Mit verschränkten Armen steht Marian Schreier auf einem Sprungturm im Freibad. Er trägt einen grauen Anzug, weißes Hemd, weiße Sneaker. Seine Haare sind ordentlich gescheitelt und gegelt. Die Kamera zoomt raus. In an die FDP erinnerndem Magenta wird sein Name eingeblendet, dann sein Slogan: "Der Junge kann das." Die beschriebene Szenerie ist das Ende von Schreiers Wahlkampfvideo. Der "Junge" möchte Oberbürgermeister von Stuttgart werden.
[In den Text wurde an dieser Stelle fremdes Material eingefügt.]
//! Model client error types.

use thiserror::Error;

pub type MlResult<T> = Result<T, MlError>;

#[derive(Debug, Error)]
pub enum MlError {
    #[error("request failed: {0}")]
    Http(#[from] reqwest::Error),

    #[error("model endpoint returned {status}: {body}")]
    Endpoint { status: u16, body: String },

    #[error("model rate limited")]
    RateLimited,

    #[error("model request timed out")]
    Timeout,

    #[error("plan response did not parse: {0}")]
    PlanParse(String),

    #[error("transcript response did not parse: {0}")]
    TranscriptParse(String),

    #[error("configuration error: {0}")]
    Config(String),
}

impl MlError {
    pub fn config(msg: impl Into<String>) -> Self {
        Self::Config(msg.into())
    }

    /// Whether the orchestrator should classify this as transient.
    pub fn is_retryable(&self) -> bool {
        match self {
            MlError::RateLimited | MlError::Timeout => true,
            MlError::Http(e) => e.is_timeout() || e.is_connect(),
            MlError::Endpoint { status, .. } => *status >= 500,
            _ => false,
        }
    }
}
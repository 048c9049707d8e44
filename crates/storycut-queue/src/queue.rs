//! The queue trait and backend selection.

use std::sync::Arc;
use std::time::Duration;

use async_trait::async_trait;

use crate::error::QueueResult;
use crate::memory::MemoryQueue;
use crate::message::QueueMessage;
use crate::redis_queue::{RedisQueue, RedisQueueConfig};

/// At-least-once delivery of job tickets.
#[async_trait]
pub trait Queue: Send + Sync + 'static {
    /// Initialise backend state (consumer groups and the like).
    async fn init(&self) -> QueueResult<()>;

    /// Enqueue a ticket. Duplicate enqueues of the same job id are dropped.
    async fn enqueue(&self, message: QueueMessage) -> QueueResult<()>;

    /// Enqueue a ticket that only becomes visible after `delay`. Used for
    /// retry backoff and unmet-precondition re-enqueues.
    async fn enqueue_delayed(&self, message: QueueMessage, delay: Duration) -> QueueResult<()>;

    /// Move due delayed tickets into the live queue. Called periodically by
    /// the executor; returns how many moved.
    async fn promote_scheduled(&self) -> QueueResult<usize>;

    /// Pull up to `count` tickets, blocking up to `block_ms` when empty.
    /// Returns `(delivery_tag, message)` pairs; each must be acked.
    async fn consume(
        &self,
        consumer: &str,
        block_ms: u64,
        count: usize,
    ) -> QueueResult<Vec<(String, QueueMessage)>>;

    /// Acknowledge a delivery (the ticket is done, not necessarily the
    /// job). Clears the enqueue dedup entry so the job id can be ticketed
    /// again, e.g. after an unmet-precondition requeue.
    async fn ack(&self, delivery_tag: &str, message: &QueueMessage) -> QueueResult<()>;

    /// Re-deliver tickets whose consumer went quiet (crash recovery).
    async fn claim_stale(
        &self,
        consumer: &str,
        min_idle: Duration,
        count: usize,
    ) -> QueueResult<Vec<(String, QueueMessage)>>;

    /// Park a ticket on the dead-letter stream.
    async fn dead_letter(
        &self,
        delivery_tag: &str,
        message: &QueueMessage,
        error: &str,
    ) -> QueueResult<()>;

    /// Live queue length.
    async fn len(&self) -> QueueResult<u64>;

    /// Dead-letter stream length.
    async fn dlq_len(&self) -> QueueResult<u64>;
}

/// Pick a backend from the environment: Redis when `REDIS_URL` is set, the
/// in-memory queue otherwise.
pub fn queue_from_env() -> QueueResult<Arc<dyn Queue>> {
    if std::env::var("REDIS_URL").is_ok() {
        Ok(Arc::new(RedisQueue::new(RedisQueueConfig::from_env())?))
    } else {
        Ok(Arc::new(MemoryQueue::new()))
    }
}
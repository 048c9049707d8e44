//! Audio extraction.

use std::path::Path;

use tracing::debug;

use crate::command::{FfmpegCommand, FfmpegRunner};
use crate::error::{MediaError, MediaResult};

/// Sample rate for all extracted audio artefacts.
pub const AUDIO_SAMPLE_RATE: u32 = 16_000;

/// Extract a normalised mono 16 kHz 16-bit PCM WAV from a source.
///
/// The worker stores the result under `derived/<media_id>/audio.wav` and
/// reuses it on retry; extraction itself is deterministic.
pub async fn extract_audio(source_uri: &str, output: &Path) -> MediaResult<()> {
    debug!(source = source_uri, output = %output.display(), "extracting audio");

    let cmd = FfmpegCommand::new(source_uri, output)
        .no_video()
        .output_args(["-ac", "1"])
        .output_args(["-ar", &AUDIO_SAMPLE_RATE.to_string()])
        .audio_codec("pcm_s16le");

    run_mapping_audio_errors(&cmd).await?;

    let metadata = tokio::fs::metadata(output).await?;
    if metadata.len() == 0 {
        return Err(MediaError::NoAudioTrack);
    }
    Ok(())
}

/// Extract raw f32le mono 16 kHz samples for the silence scanner.
pub async fn extract_pcm_f32(source_uri: &str, output: &Path) -> MediaResult<()> {
    debug!(source = source_uri, output = %output.display(), "extracting raw PCM");

    let cmd = FfmpegCommand::new(source_uri, output)
        .no_video()
        .output_args(["-ac", "1"])
        .output_args(["-ar", &AUDIO_SAMPLE_RATE.to_string()])
        .output_args(["-f", "f32le"]);

    run_mapping_audio_errors(&cmd).await?;
    Ok(())
}

async fn run_mapping_audio_errors(cmd: &FfmpegCommand) -> MediaResult<()> {
    match FfmpegRunner::new().run(cmd).await {
        Ok(()) => Ok(()),
        Err(MediaError::FfmpegFailed { stderr, .. })
            if stderr
                .as_deref()
                .is_some_and(|s| s.to_lowercase().contains("does not contain any stream")) =>
        {
            Err(MediaError::NoAudioTrack)
        }
        Err(e) => Err(e),
    }
}

/// Load raw f32le samples from a file.
pub async fn load_samples_f32(path: &Path) -> MediaResult<Vec<f32>> {
    let bytes = tokio::fs::read(path).await?;
    let samples: Vec<f32> = bytes
        .chunks_exact(4)
        .map(|b| f32::from_le_bytes([b[0], b[1], b[2], b[3]]))
        .collect();
    Ok(samples)
}

#[cfg(test)]
mod tests {
    use super::*;
    use tempfile::NamedTempFile;

    #[tokio::test]
    async fn load_samples_empty_file() {
        let temp = NamedTempFile::new().unwrap();
        let samples = load_samples_f32(temp.path()).await.unwrap();
        assert!(samples.is_empty());
    }

    #[tokio::test]
    async fn load_samples_roundtrip() {
        let temp = NamedTempFile::new().unwrap();
        let written: Vec<f32> = vec![0.0, 0.5, 1.0, -1.0];
        let bytes: Vec<u8> = written.iter().flat_map(|f| f.to_le_bytes()).collect();
        tokio::fs::write(temp.path(), &bytes).await.unwrap();

        let loaded = load_samples_f32(temp.path()).await.unwrap();
        assert_eq!(loaded.len(), 4);
        for (a, b) in loaded.iter().zip(written.iter()) {
            assert!((a - b).abs() < 1e-6);
        }
    }
}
Kommunale Wahlen sorgen selten für deutschlandweite Schlagzeilen. Doch wenn die Stuttgarterinnen und Stuttgarter an diesem Sonntag über ihr neues Stadtoberhaupt abstimmen, wird viel Aufmerksamkeit auf dem Abschneiden des 30-jährigen unabhängigen Kandidaten liegen. Marian Schreier ist der Einzige, der einen CDU-Oberbürgermeister noch verhindern kann. Gleichzeitig wird ihm vorgeworfen, er habe sich durch unfaire Wahlkampfführung in den Vordergrund gedrängt, er sei Karrierist, habe ein zu großes Ego.